Scientists have questioned a widely accepted theory for a cause of diseases such as cancer and arthritis.
Free radicals have been linked to cancer
Many experts believe that molecules called free radicals, produced when the body fights infection, inflict damage on the body's tissues.
Drugs have been developed to mop up these excess amounts of the molecules, and thus prevent damage and disease.
But research by University College London, published in Nature, suggests the theory may be incorrect.
The researchers say their findings may have profound implications for the way conditions linked to free radicals are treated.
The theory holds that the molecules are capable of such widespread tissue damage that they may be a contributory factor in a wide range of disease.
These include not only cancer and arthritis, but also damage to the blood vessels that can cause heart disease.
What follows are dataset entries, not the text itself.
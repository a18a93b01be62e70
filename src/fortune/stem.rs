use serde::{Deserialize, Serialize};

use crate::{BirthDate, Element};

#[derive(Debug, Clone, Copy, PartialEq, Eq, Serialize, Deserialize)]
#[serde(rename_all = "lowercase")]
pub enum Polarity {
    Yang,
    Yin,
}

#[derive(Debug, Clone, Copy, PartialEq, Serialize)]
pub struct HeavenlyStem {
    pub glyph: &'static str,
    pub element: Element,
    pub polarity: Polarity,
    pub keywords: &'static [&'static str],
    pub description: &'static str,
}

/// The ten heavenly stems in cycle order. 1900-01-01 was a 甲 day, so the
/// cycle is anchored with 甲 at index 0.
pub const HEAVENLY_STEMS: [HeavenlyStem; 10] = [
    HeavenlyStem {
        glyph: "甲",
        element: Element::Wood,
        polarity: Polarity::Yang,
        keywords: &["pioneer", "upright", "growth"],
        description: "A towering tree. Breaks through the soil first and keeps reaching upward, whatever the weather.",
    },
    HeavenlyStem {
        glyph: "乙",
        element: Element::Wood,
        polarity: Polarity::Yin,
        keywords: &["flexible", "artistic", "resilient"],
        description: "A winding vine. Bends around every obstacle and blooms in places nobody planted it.",
    },
    HeavenlyStem {
        glyph: "丙",
        element: Element::Fire,
        polarity: Polarity::Yang,
        keywords: &["radiant", "generous", "public"],
        description: "The midday sun. Warms everyone in sight and cannot help being noticed.",
    },
    HeavenlyStem {
        glyph: "丁",
        element: Element::Fire,
        polarity: Polarity::Yin,
        keywords: &["focused", "devoted", "subtle"],
        description: "A lantern flame. Gives quiet, steady light to the few gathered close around it.",
    },
    HeavenlyStem {
        glyph: "戊",
        element: Element::Earth,
        polarity: Polarity::Yang,
        keywords: &["steadfast", "protective", "broad"],
        description: "A mountain ridge. Stands unmoved while seasons and opinions pass over it.",
    },
    HeavenlyStem {
        glyph: "己",
        element: Element::Earth,
        polarity: Polarity::Yin,
        keywords: &["nurturing", "practical", "modest"],
        description: "Tilled field soil. Accepts every seed and patiently turns it into harvest.",
    },
    HeavenlyStem {
        glyph: "庚",
        element: Element::Metal,
        polarity: Polarity::Yang,
        keywords: &["decisive", "just", "tempered"],
        description: "Raw sword steel. Cuts cleanly and grows sharper under hard use.",
    },
    HeavenlyStem {
        glyph: "辛",
        element: Element::Metal,
        polarity: Polarity::Yin,
        keywords: &["refined", "precise", "proud"],
        description: "A finished jewel. Small, polished, and unwilling to settle for almost.",
    },
    HeavenlyStem {
        glyph: "壬",
        element: Element::Water,
        polarity: Polarity::Yang,
        keywords: &["expansive", "daring", "restless"],
        description: "The open ocean. Vast ambitions, strong currents, no interest in staying still.",
    },
    HeavenlyStem {
        glyph: "癸",
        element: Element::Water,
        polarity: Polarity::Yin,
        keywords: &["intuitive", "gentle", "persistent"],
        description: "Night rain. Soaks in unseen and changes the landscape by morning.",
    },
];

/// Day count since 1970-01-01 in the proleptic Gregorian calendar.
/// Pure integer arithmetic, total for any (year, month, day) triple.
pub const fn day_number(year: i32, month: u32, day: u32) -> i64 {
    let y = (if month <= 2 { year - 1 } else { year }) as i64;
    let m = month as i64;
    let d = day as i64;
    let era = (if y >= 0 { y } else { y - 399 }) / 400;
    let yoe = y - era * 400;
    let doy = (153 * (if m > 2 { m - 3 } else { m + 9 }) + 2) / 5 + d - 1;
    let doe = yoe * 365 + yoe / 4 - yoe / 100 + doy;
    era * 146097 + doe - 719468
}

/// Anchor of the stem cycle: 1900-01-01 (a 甲戌 day).
const EPOCH_DAY: i64 = day_number(1900, 1, 1);

/// Signed day distance from the cycle anchor.
pub fn days_since_epoch(date: &BirthDate) -> i64 {
    day_number(date.year, date.month, date.day) - EPOCH_DAY
}

pub fn day_stem_index(date: &BirthDate) -> usize {
    days_since_epoch(date).rem_euclid(10) as usize
}

pub fn day_stem(date: &BirthDate) -> &'static HeavenlyStem {
    &HEAVENLY_STEMS[day_stem_index(date)]
}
As a result the pharmaceutical industry has, since the 1970s, sought to develop antioxidant drugs that can either stop the production of free radicals, or mop them up once they have been created to prevent them causing tissue damage.
Many vitamins, notably vitamin E and C, as well as other natural substances
are regarded as healthy because they attack free radicals.
However, the UCL team say their research disproves the evidence on which the theory was first based.
Researcher Dr Tony Segal said: "White blood cells produce oxygen free radicals, and the process by which they do so is essential for the efficient killing of microbes.
"However, people in whom this process is defective are prone to severe, chronic and often fatal infections.
"This fact has led to the presumption that the oxygen free radicals themselves are highly toxic, and that if they can kill organisms as tough as bacteria and fungi they can also damage human tissues.
"However, our work shows that the basic theory underlying the toxicity of oxygen radicals is flawed."
The researchers discovered that it is not free radicals that give white blood cells their destructive power, but enzymes which effectively digest foreign invaders.
They discovered that production of these enzymes is triggered by the flow of the mineral potassium within the cell.
When this flow was blocked, using a chemical derived from scorpion venom, the cells were unable to kill off foreign invaders.
This, they postulate, shows that free radicals are by no means the toxic particles that had been assumed.
Dr Segal said the pharmaceutical industry had spent millions of pounds on what effectively amounted to a red herring.
"Many patients might be using expensive antioxidant drugs based upon completely invalid theories as to their therapeutic potential.
"All the theories relating to their causation of disease by oxygen free radicals, and the therapeutic value of antioxidants must, at the very least, be re-evaluated."
Richard Ley, of the Association of the British Pharmaceutical Industry, told BBC News Online: "All medicines have to prove their effectiveness to the government regulatory authority, so, if they have been granted a licence, they cannot be having no effect.
"If you are saying that some other approach might be better, we are working on that all the time, to the tune of spending £9m a day on research."